Eh bien : parcellisation de la richesse, id est, Farine.

Prédominance de la parade militaire et religieuse, id est, Fête.

Gouvernement fort et durable, id est, Potence.

Hier

Selon les perroquets du marxisme, les gouvernements libéraux du type classique appliquaient pleinement la règle de ne pas s’occuper des affaires économiques, et ils n’avaient donc pas de réserves de vivres à distribuer au peuple en cas de famine. L’État, institution purement juridique, se contentant de garantir à tous les citoyens la liberté, l’égalité et la dignité, laissait le jeu de forces économiques assurer à chacun le pain quotidien.

La petite erreur réside dans le fait suivant : Marx démonte, dans tous ses écrits, cette blague colossale sur laquelle il y a convergence entre les encyclopédistes français, les philosophes critiques allemands et les économistes anglais. Et il démontre que l’État libéral et parlementaire naît affairiste, propriétaire, capitaliste et distributeur réel de la possession aussi bien d’instruments de production que de marchandises produites et de subsistances. Bien sûr, il faut pour cela savoir lire, c.-à-d. lire sans lunettes bourgeoises et petites-bourgeoises.

Les pouvoirs pré-capitalistes faisaient cela de manière moins occulte, et, si on veut, de façon moins inhumaine.

Quand les hommes sont rares sur une terre abondante, ils peuvent vivre à la seule condition de pouvoir cultiver, c.-à-d. semer et récolter en restant dans la même zone. Il suffit donc qu’ils soient protégés contre des conquérants et des pillards qui arriveraient, frais et herculéens, au moment de la récolte. La classe dominante locale est alors constituée d’hommes d’armes et de guerre, et elle protège l’inviolabilité du périmètre dans lequel l’agriculteur trime. C’est aussi une division du travail, mais dans le bon sens du terme, celui que préconisaient Platon et Xénophon et que Marx rappelle, division qui est justement attaquée par Hegel dans l’un de ses si nombreux riches d’une intuition certaine, car elle devient pour le capitalisme un instrument impitoyable qui lui permet d’exploiter le travailleur et enfin de l’abêtir.

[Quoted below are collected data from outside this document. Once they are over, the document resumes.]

//! Cache store scoped to the current generation's regions.

use color_eyre::Result;
use reqwest::Method;
use std::sync::Arc;

use super::region::{CacheRegion, CachedResponse, RegionKind};
use super::storage::CacheStorage;
use crate::net::{Request, ResponseSnapshot};

/// Why a response was not written to the cache.
#[derive(Debug, Clone, Copy, PartialEq, Eq)]
pub enum Skip {
  NotSuccess,
  NotGet,
  NotNetworkScheme,
}

/// The current generation's view of the cache storage.
///
/// Requests only ever read and write the current shell and runtime-data
/// regions; regions of other generations are reachable only for garbage
/// collection.
pub struct CacheStore {
  storage: Arc<dyn CacheStorage>,
  shell: CacheRegion,
  data: CacheRegion,
}

impl CacheStore {
  pub fn new(storage: Arc<dyn CacheStorage>, prefix: &str, generation: &str) -> Self {
    Self {
      storage,
      shell: CacheRegion::new(prefix, RegionKind::Shell, generation),
      data: CacheRegion::new(prefix, RegionKind::RuntimeData, generation),
    }
  }

  pub fn region(&self, kind: RegionKind) -> &CacheRegion {
    match kind {
      RegionKind::Shell => &self.shell,
      RegionKind::RuntimeData => &self.data,
    }
  }

  pub fn generation(&self) -> &str {
    &self.shell.generation
  }

  /// Create both regions of the current generation.
  pub fn open_regions(&self) -> Result<()> {
    self.storage.create_region(&self.shell)?;
    self.storage.create_region(&self.data)
  }

  /// Store a response in the current region of `kind`.
  ///
  /// Returns `Ok(Err(skip))` when the pair is not cacheable.
  pub fn put(
    &self,
    kind: RegionKind,
    request: &Request,
    response: &ResponseSnapshot,
  ) -> Result<std::result::Result<(), Skip>> {
    if let Some(skip) = Self::check_cacheable(request, response) {
      return Ok(Err(skip));
    }
    self.storage.put(self.region(kind), request, response)?;
    Ok(Ok(()))
  }

  /// Look up a request in the current region of `kind`.
  pub fn lookup(&self, kind: RegionKind, request: &Request) -> Result<Option<CachedResponse>> {
    if request.method != Method::GET || !request.has_network_scheme() {
      return Ok(None);
    }
    self.storage.get(self.region(kind), request)
  }

  /// Regions that don't belong to the current generation.
  pub fn stale_regions(&self) -> Result<Vec<CacheRegion>> {
    Ok(
      self
        .storage
        .list_regions()?
        .into_iter()
        .filter(|r| r.name != self.shell.name && r.name != self.data.name)
        .collect(),
    )
  }

  pub fn regions(&self) -> Result<Vec<CacheRegion>> {
    self.storage.list_regions()
  }

  pub fn delete_region(&self, name: &str) -> Result<bool> {
    self.storage.delete_region(name)
  }

  pub fn entry_count(&self, name: &str) -> Result<usize> {
    self.storage.entry_count(name)
  }

  fn check_cacheable(request: &Request, response: &ResponseSnapshot) -> Option<Skip> {
    if !request.has_network_scheme() {
      Some(Skip::NotNetworkScheme)
    } else if request.method != Method::GET {
      Some(Skip::NotGet)
    } else if !response.is_success() {
      Some(Skip::NotSuccess)
    } else {
      None
    }
  }
}
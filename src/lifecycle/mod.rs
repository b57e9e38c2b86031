//! Install/activate lifecycle of a cache generation and the outbox drain triggers.
//!
//! A generation moves `installing -> installed -> activating -> active` and
//! becomes `redundant` once a newer generation activates. Activation deletes
//! every cache region that doesn't belong to the current generation.

mod controller;
mod state;

pub use controller::{Controller, ControllerOptions};
pub use state::GenerationRegistry;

Dans cette époque médiévale tant moquée, comme dans des sociétés plus anciennes, la classe guerrière noble prélevait évidemment pour elle-même les subsistances les plus riches et les plus précieuses, en prenant une partie de ce qui était produit par les travailleurs manuels. Mais la division des tâches est telle que, tandis que le riche est physiquement un athlète, le pauvre remplit souvent, entre autres, la fonction intellectuelle : esclaves et serfs ont enseigné l’art et la philosophie aux maîtres et aux seigneurs.

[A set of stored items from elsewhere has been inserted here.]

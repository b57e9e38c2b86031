//! Durable outbox of sales that could not reach the server.
//!
//! Records are appended with `synced = false` and only ever change by having
//! `synced`/`synced_at` set once the server acknowledges a replay. Nothing is
//! deleted except by the optional retention pruning of synced records.

mod drain;

pub use drain::{DrainReport, Drainer};

use chrono::{DateTime, Utc};
use color_eyre::{eyre::eyre, Result};
use rusqlite::{params, OptionalExtension, Row};
use serde::Serialize;
use serde_json::Value;
use std::sync::Arc;

use crate::cache::parse_datetime;
use crate::db::Database;

/// One queued sale.
#[derive(Debug, Clone, PartialEq, Serialize)]
pub struct OutboxRecord {
  /// Auto-assigned, strictly increasing
  pub id: i64,
  /// Sale body as submitted by the client
  pub payload: Value,
  pub created_at: DateTime<Utc>,
  pub synced: bool,
  pub synced_at: Option<DateTime<Utc>>,
}

/// Record counts by state
#[derive(Debug, Clone, Copy, Default, PartialEq, Eq, Serialize)]
pub struct OutboxCounts {
  pub pending: usize,
  pub synced: usize,
}

/// SQLite-backed outbox.
pub struct Outbox {
  db: Arc<Database>,
}

const RECORD_COLUMNS: &str = "id, payload, created_at, synced, synced_at";

impl Outbox {
  pub fn new(db: Arc<Database>) -> Self {
    Self { db }
  }

  /// Persist a new pending record. The record is durable once this returns.
  pub fn enqueue(&self, payload: &Value) -> Result<OutboxRecord> {
    let created_at = Utc::now();
    let conn = self.db.conn()?;

    conn
      .execute(
        "INSERT INTO outbox (payload, created_at, synced) VALUES (?, ?, 0)",
        params![payload.to_string(), created_at.to_rfc3339()],
      )
      .map_err(|e| eyre!("Failed to enqueue sale: {}", e))?;

    Ok(OutboxRecord {
      id: conn.last_insert_rowid(),
      payload: payload.clone(),
      created_at,
      synced: false,
      synced_at: None,
    })
  }

  #[cfg(test)]
  pub fn get(&self, id: i64) -> Result<Option<OutboxRecord>> {
    let conn = self.db.conn()?;
    let row = conn
      .query_row(
        &format!("SELECT {} FROM outbox WHERE id = ?", RECORD_COLUMNS),
        params![id],
        RawRecord::from_row,
      )
      .optional()
      .map_err(|e| eyre!("Failed to load outbox record {}: {}", id, e))?;

    row.map(RawRecord::into_record).transpose()
  }

  /// Records not yet acknowledged, oldest first.
  pub fn pending(&self) -> Result<Vec<OutboxRecord>> {
    self.select(&format!(
      "SELECT {} FROM outbox WHERE synced = 0 ORDER BY id",
      RECORD_COLUMNS
    ))
  }

  /// Every record, oldest first.
  #[cfg(test)]
  pub fn records(&self) -> Result<Vec<OutboxRecord>> {
    self.select(&format!("SELECT {} FROM outbox ORDER BY id", RECORD_COLUMNS))
  }

  /// Flip a pending record to synced.
  ///
  /// Returns false when the record was already synced (or doesn't exist), so
  /// a record is acknowledged at most once.
  pub fn mark_synced(&self, id: i64) -> Result<bool> {
    let conn = self.db.conn()?;
    let changed = conn
      .execute(
        "UPDATE outbox SET synced = 1, synced_at = ? WHERE id = ? AND synced = 0",
        params![Utc::now().to_rfc3339(), id],
      )
      .map_err(|e| eyre!("Failed to mark outbox record {} synced: {}", id, e))?;
    Ok(changed > 0)
  }

  pub fn counts(&self) -> Result<OutboxCounts> {
    let conn = self.db.conn()?;
    let (pending, synced): (i64, i64) = conn
      .query_row(
        "SELECT
           COALESCE(SUM(CASE WHEN synced = 0 THEN 1 ELSE 0 END), 0),
           COALESCE(SUM(CASE WHEN synced = 1 THEN 1 ELSE 0 END), 0)
         FROM outbox",
        [],
        |row| Ok((row.get(0)?, row.get(1)?)),
      )
      .map_err(|e| eyre!("Failed to count outbox records: {}", e))?;

    Ok(OutboxCounts {
      pending: pending as usize,
      synced: synced as usize,
    })
  }

  /// Delete synced records acknowledged more than `older_than` ago.
  /// Pending records are never touched.
  pub fn prune_synced(&self, older_than: chrono::Duration) -> Result<usize> {
    let cutoff = Utc::now() - older_than;
    let conn = self.db.conn()?;
    // RFC 3339 timestamps in UTC compare correctly as text.
    let deleted = conn
      .execute(
        "DELETE FROM outbox WHERE synced = 1 AND synced_at IS NOT NULL AND synced_at < ?",
        params![cutoff.to_rfc3339()],
      )
      .map_err(|e| eyre!("Failed to prune outbox: {}", e))?;
    Ok(deleted)
  }

  fn select(&self, sql: &str) -> Result<Vec<OutboxRecord>> {
    let conn = self.db.conn()?;
    let mut stmt = conn
      .prepare(sql)
      .map_err(|e| eyre!("Failed to prepare query: {}", e))?;

    let rows: Vec<RawRecord> = stmt
      .query_map([], RawRecord::from_row)
      .map_err(|e| eyre!("Failed to query outbox: {}", e))?
      .collect::<rusqlite::Result<_>>()
      .map_err(|e| eyre!("Failed to read outbox record: {}", e))?;

    rows.into_iter().map(RawRecord::into_record).collect()
  }
}

/// Row as stored, before JSON and timestamp parsing
struct RawRecord {
  id: i64,
  payload: String,
  created_at: String,
  synced: bool,
  synced_at: Option<String>,
}

impl RawRecord {
  fn from_row(row: &Row<'_>) -> rusqlite::Result<Self> {
    Ok(Self {
      id: row.get(0)?,
      payload: row.get(1)?,
      created_at: row.get(2)?,
      synced: row.get(3)?,
      synced_at: row.get(4)?,
    })
  }

  fn into_record(self) -> Result<OutboxRecord> {
    let payload = serde_json::from_str(&self.payload)
      .map_err(|e| eyre!("Corrupt payload in outbox record {}: {}", self.id, e))?;

    Ok(OutboxRecord {
      id: self.id,
      payload,
      created_at: parse_datetime(&self.created_at)?,
      synced: self.synced,
      synced_at: self.synced_at.as_deref().map(parse_datetime).transpose()?,
    })
  }
}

C’est dans les derniers siècles de cette société dirigée par l’aristocratie que naissent les grandes administrations unitaires nationales : la monarchie absolue en forme, juridiquement, le sommet, mais elles furent encouragées et développées par les entreprises de la bourgeoisie, des serfs d’autrefois qui ont su devenir, non seulement des savants, mais des voyageurs, des marchands, des banquiers, et des techniciens des nouvelles ressources de la production.

Ces États de Louis XIV, de Colbert, et aussi de l’Angleterre elle-même encore au début du XIXème siècle, ne sont pas abstentionnistes en matière d’économie et ils n’ont pas encore embrassé les théories sournoises de l’école libre-échangiste. Mieux, si l’économie politique naît à cette époque, c’est justement parce que se posent les problèmes immenses d’une pratique économique d’État.

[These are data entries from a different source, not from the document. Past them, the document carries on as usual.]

use color_eyre::{eyre::eyre, Result};
use serde::Deserialize;
use std::net::SocketAddr;
use std::path::{Path, PathBuf};
use std::time::Duration;
use url::Url;

const DEFAULT_UPSTREAM: &str = "http://127.0.0.1:8000/";

#[derive(Debug, Clone, Deserialize)]
#[serde(default)]
pub struct Config {
  /// Address the gateway listens on
  pub listen: SocketAddr,
  /// Base URL of the origin server
  pub upstream: Url,
  /// Generation tag of the cached assets (e.g. "v1")
  pub generation: String,
  /// Prefix of every cache region name
  pub cache_prefix: String,
  pub cache: CacheConfig,
  pub routes: RoutesConfig,
  pub shell: ShellConfig,
  pub outbox: OutboxConfig,
  pub connectivity: ConnectivityConfig,
  /// Directory holding the database and log files
  pub data_dir: Option<PathBuf>,
  pub log: LogConfig,
}

#[derive(Debug, Clone, Deserialize)]
#[serde(default)]
pub struct CacheConfig {
  /// When false, nothing is cached and every lookup misses
  pub enabled: bool,
}

impl Default for CacheConfig {
  fn default() -> Self {
    Self { enabled: true }
  }
}

#[derive(Debug, Clone, Deserialize)]
#[serde(default)]
pub struct RoutesConfig {
  /// Exact path of the sale-submission endpoint
  pub sale_path: String,
  /// Path prefixes served network-first
  pub api_prefixes: Vec<String>,
}

impl Default for RoutesConfig {
  fn default() -> Self {
    Self {
      sale_path: "/pos/procesar-venta/".to_string(),
      api_prefixes: vec![
        "/pos/buscar-productos/".to_string(),
        "/pos/productos-categoria/".to_string(),
        "/pos/buscar-tarjeta/".to_string(),
        "/api/v1/productos/".to_string(),
        "/api/v1/categorias/".to_string(),
      ],
    }
  }
}

#[derive(Debug, Clone, Deserialize)]
#[serde(default)]
pub struct ShellConfig {
  /// Critical assets pre-cached on install. Relative entries resolve against `upstream`.
  pub manifest: Vec<String>,
}

impl Default for ShellConfig {
  fn default() -> Self {
    Self {
      manifest: vec![
        "/pos/".to_string(),
        "/pos/dashboard/".to_string(),
        "/static/manifest.json".to_string(),
        "https://unpkg.com/htmx.org@1.9.10".to_string(),
        "https://unpkg.com/alpinejs@3.13.3/dist/cdn.min.js".to_string(),
        "https://cdn.tailwindcss.com".to_string(),
        "https://cdn.jsdelivr.net/npm/daisyui@4.4.19/dist/full.min.css".to_string(),
        "https://cdn.jsdelivr.net/npm/howler@2.2.4/dist/howler.min.js".to_string(),
        "https://cdn.jsdelivr.net/npm/chart.js@4.4.0/dist/chart.umd.min.js".to_string(),
      ],
    }
  }
}

#[derive(Debug, Clone, Default, Deserialize)]
#[serde(default)]
pub struct OutboxConfig {
  /// Prune synced records older than this many days. Absent keeps them forever.
  pub retention_days: Option<u32>,
  /// Extra periodic drain trigger
  pub drain_interval_secs: Option<u64>,
  /// Header carrying the record id when a sale is replayed
  pub idempotency_header: Option<String>,
}

impl OutboxConfig {
  pub fn retention(&self) -> Option<chrono::Duration> {
    self
      .retention_days
      .map(|days| chrono::Duration::days(i64::from(days)))
  }

  pub fn drain_interval(&self) -> Option<Duration> {
    self
      .drain_interval_secs
      .filter(|secs| *secs > 0)
      .map(Duration::from_secs)
  }
}

#[derive(Debug, Clone, Deserialize)]
#[serde(default)]
pub struct ConnectivityConfig {
  pub probe_interval_secs: u64,
  /// Path on the upstream used to detect reachability
  pub probe_path: String,
}

impl Default for ConnectivityConfig {
  fn default() -> Self {
    Self {
      probe_interval_secs: 15,
      probe_path: "/".to_string(),
    }
  }
}

impl ConnectivityConfig {
  pub fn probe_interval(&self) -> Duration {
    Duration::from_secs(self.probe_interval_secs.max(1))
  }
}

#[derive(Debug, Clone, Deserialize)]
#[serde(default)]
pub struct LogConfig {
  /// Also write a daily-rolled log file under `<data_dir>/logs`
  pub file: bool,
}

impl Default for LogConfig {
  fn default() -> Self {
    Self { file: true }
  }
}

impl Default for Config {
  fn default() -> Self {
    Self {
      listen: SocketAddr::from(([127, 0, 0, 1], 8780)),
      // Literal checked by test_default_config_is_valid.
      upstream: Url::parse(DEFAULT_UPSTREAM).expect("default upstream is a valid URL"),
      generation: "v1".to_string(),
      cache_prefix: "cantina".to_string(),
      cache: CacheConfig::default(),
      routes: RoutesConfig::default(),
      shell: ShellConfig::default(),
      outbox: OutboxConfig::default(),
      connectivity: ConnectivityConfig::default(),
      data_dir: None,
      log: LogConfig::default(),
    }
  }
}

impl Config {
  /// Load configuration from file.
  ///
  /// Search order:
  /// 1. Explicit path if provided
  /// 2. ./posw.yaml (current directory)
  /// 3. $XDG_CONFIG_HOME/posw/config.yaml
  ///
  /// Falls back to the built-in defaults when no file exists.
  pub fn load(explicit_path: Option<&Path>) -> Result<Self> {
    let path = if let Some(p) = explicit_path {
      if p.exists() {
        Some(p.to_path_buf())
      } else {
        return Err(eyre!("Config file not found: {}", p.display()));
      }
    } else {
      Self::find_config_file()
    };

    let config = match path {
      Some(p) => Self::load_from_path(&p)?,
      None => Self::default(),
    };
    config.validate()?;
    Ok(config)
  }

  fn find_config_file() -> Option<PathBuf> {
    let local = PathBuf::from("posw.yaml");
    if local.exists() {
      return Some(local);
    }

    if let Some(config_dir) = dirs::config_dir() {
      let xdg_path = config_dir.join("posw").join("config.yaml");
      if xdg_path.exists() {
        return Some(xdg_path);
      }
    }

    None
  }

  fn load_from_path(path: &Path) -> Result<Self> {
    let contents = std::fs::read_to_string(path)
      .map_err(|e| eyre!("Failed to read config file {}: {}", path.display(), e))?;

    Self::from_yaml(&contents)
      .map_err(|e| eyre!("Failed to parse config file {}: {}", path.display(), e))
  }

  pub fn from_yaml(contents: &str) -> Result<Self> {
    let config: Config = serde_yaml::from_str(contents).map_err(|e| eyre!("{}", e))?;
    Ok(config)
  }

  /// Apply command-line overrides and check the result again.
  pub fn with_overrides(
    mut self,
    listen: Option<SocketAddr>,
    upstream: Option<Url>,
    generation: Option<String>,
  ) -> Result<Self> {
    if let Some(listen) = listen {
      self.listen = listen;
    }
    if let Some(upstream) = upstream {
      self.upstream = upstream;
    }
    if let Some(generation) = generation {
      self.generation = generation;
    }
    self.validate()?;
    Ok(self)
  }

  fn validate(&self) -> Result<()> {
    if !self.routes.sale_path.starts_with('/') {
      return Err(eyre!(
        "routes.sale_path must be an absolute path, got '{}'",
        self.routes.sale_path
      ));
    }
    if self.generation.trim().is_empty() {
      return Err(eyre!("generation must not be empty"));
    }
    if !matches!(self.upstream.scheme(), "http" | "https") {
      return Err(eyre!("upstream must be an http(s) URL: {}", self.upstream));
    }
    Ok(())
  }

  /// Directory holding the database and logs.
  pub fn data_dir(&self) -> Result<PathBuf> {
    if let Some(dir) = &self.data_dir {
      return Ok(dir.clone());
    }

    let data_dir = dirs::data_dir()
      .or_else(|| dirs::home_dir().map(|p| p.join(".local/share")))
      .ok_or_else(|| eyre!("Could not determine data directory"))?;

    Ok(data_dir.join("posw"))
  }

  /// Absolute URL of the sale-submission endpoint on the upstream.
  pub fn sale_url(&self) -> Result<Url> {
    self
      .upstream
      .join(&self.routes.sale_path)
      .map_err(|e| eyre!("Invalid sale path '{}': {}", self.routes.sale_path, e))
  }

  pub fn probe_url(&self) -> Result<Url> {
    self
      .upstream
      .join(&self.connectivity.probe_path)
      .map_err(|e| eyre!("Invalid probe path '{}': {}", self.connectivity.probe_path, e))
  }

  /// Resolve the shell manifest into absolute URLs, skipping entries that don't parse.
  pub fn manifest_urls(&self) -> Vec<Url> {
    self
      .shell
      .manifest
      .iter()
      .filter_map(|entry| match self.upstream.join(entry) {
        Ok(url) => Some(url),
        Err(e) => {
          tracing::warn!("Skipping manifest entry '{}': {}", entry, e);
          None
        }
      })
      .collect()
  }
}

#[cfg(test)]
mod tests {
  use super::*;

  #[test]
  fn test_default_routes() {
    let config = Config::default();
    assert_eq!(config.routes.sale_path, "/pos/procesar-venta/");
    assert_eq!(config.routes.api_prefixes.len(), 5);
    assert!(config.outbox.retention().is_none());
  }

  #[test]
  fn test_partial_yaml_keeps_defaults() {
    let config = Config::from_yaml(
      "upstream: https://pos.example.com/\ngeneration: v7\noutbox:\n  retention_days: 30\n",
    )
    .unwrap();
    assert_eq!(config.upstream.as_str(), "https://pos.example.com/");
    assert_eq!(config.generation, "v7");
    assert_eq!(config.outbox.retention(), Some(chrono::Duration::days(30)));
    assert_eq!(config.routes.sale_path, "/pos/procesar-venta/");
  }

  #[test]
  fn test_manifest_resolves_relative_and_absolute() {
    let config = Config::from_yaml(
      "upstream: http://shop.local:8000/\nshell:\n  manifest: ['/pos/', 'https://cdn.example/app.js']\n",
    )
    .unwrap();
    let urls = config.manifest_urls();
    assert_eq!(urls[0].as_str(), "http://shop.local:8000/pos/");
    assert_eq!(urls[1].as_str(), "https://cdn.example/app.js");
  }

  #[test]
  fn test_sale_url_joins_upstream() {
    let config = Config::default();
    assert_eq!(
      config.sale_url().unwrap().as_str(),
      "http://127.0.0.1:8000/pos/procesar-venta/"
    );
  }

  #[test]
  fn test_validate_rejects_relative_sale_path() {
    let config = Config::from_yaml("routes:\n  sale_path: pos/venta\n").unwrap();
    assert!(config.validate().is_err());
  }

  #[test]
  fn test_zero_drain_interval_is_disabled() {
    let config = Config::from_yaml("outbox:\n  drain_interval_secs: 0\n").unwrap();
    assert!(config.outbox.drain_interval().is_none());
  }

  #[test]
  fn test_default_config_is_valid() {
    let config = Config::default();
    assert!(config.validate().is_ok());
    assert_eq!(config.upstream.as_str(), DEFAULT_UPSTREAM);
  }

  #[test]
  fn test_overrides_are_validated() {
    let upstream = Url::parse("https://pos.example.com/").unwrap();
    let config = Config::default()
      .with_overrides(None, Some(upstream.clone()), Some("v2".to_string()))
      .unwrap();
    assert_eq!(config.upstream, upstream);
    assert_eq!(config.generation, "v2");

    let ftp = Url::parse("ftp://pos.example.com/").unwrap();
    assert!(Config::default().with_overrides(None, Some(ftp), None).is_err());
    assert!(Config::default()
      .with_overrides(None, None, Some(String::new()))
      .is_err());
  }
}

L’État, plutôt que d’être, ou mieux, plutôt que de se faire passer pour quelqu’un qui ne possède rien et pour une pure entité idéale, est un État capitaliste. Le capitalisme d’État n’est donc pas la dernière nouveauté historique puisqu’il existait de fait à l’époque des crinolines et des perruques poudrées.

Les capitalistes privés étaient des nourrissons qui ne pouvaient manger seuls : ils suçaient les innombrables mamelles de l’administration publique. Devenus adultes, ils ont affecté de se procurer leurs repas par leurs propres moyens. Mais si ceux qui n’étaient pas « des fils à maman » essayaient de le faire, c’était dans la douleur. Maintenant, les capitalistes sont vieux et édentés individuellement, mais le capitalisme possède un potentiel multiplié par cent et il est redevenu évident qu’il est un système immense de suçoirs qui saillent du sein monstrueux de ce Mammon moderne : l’État.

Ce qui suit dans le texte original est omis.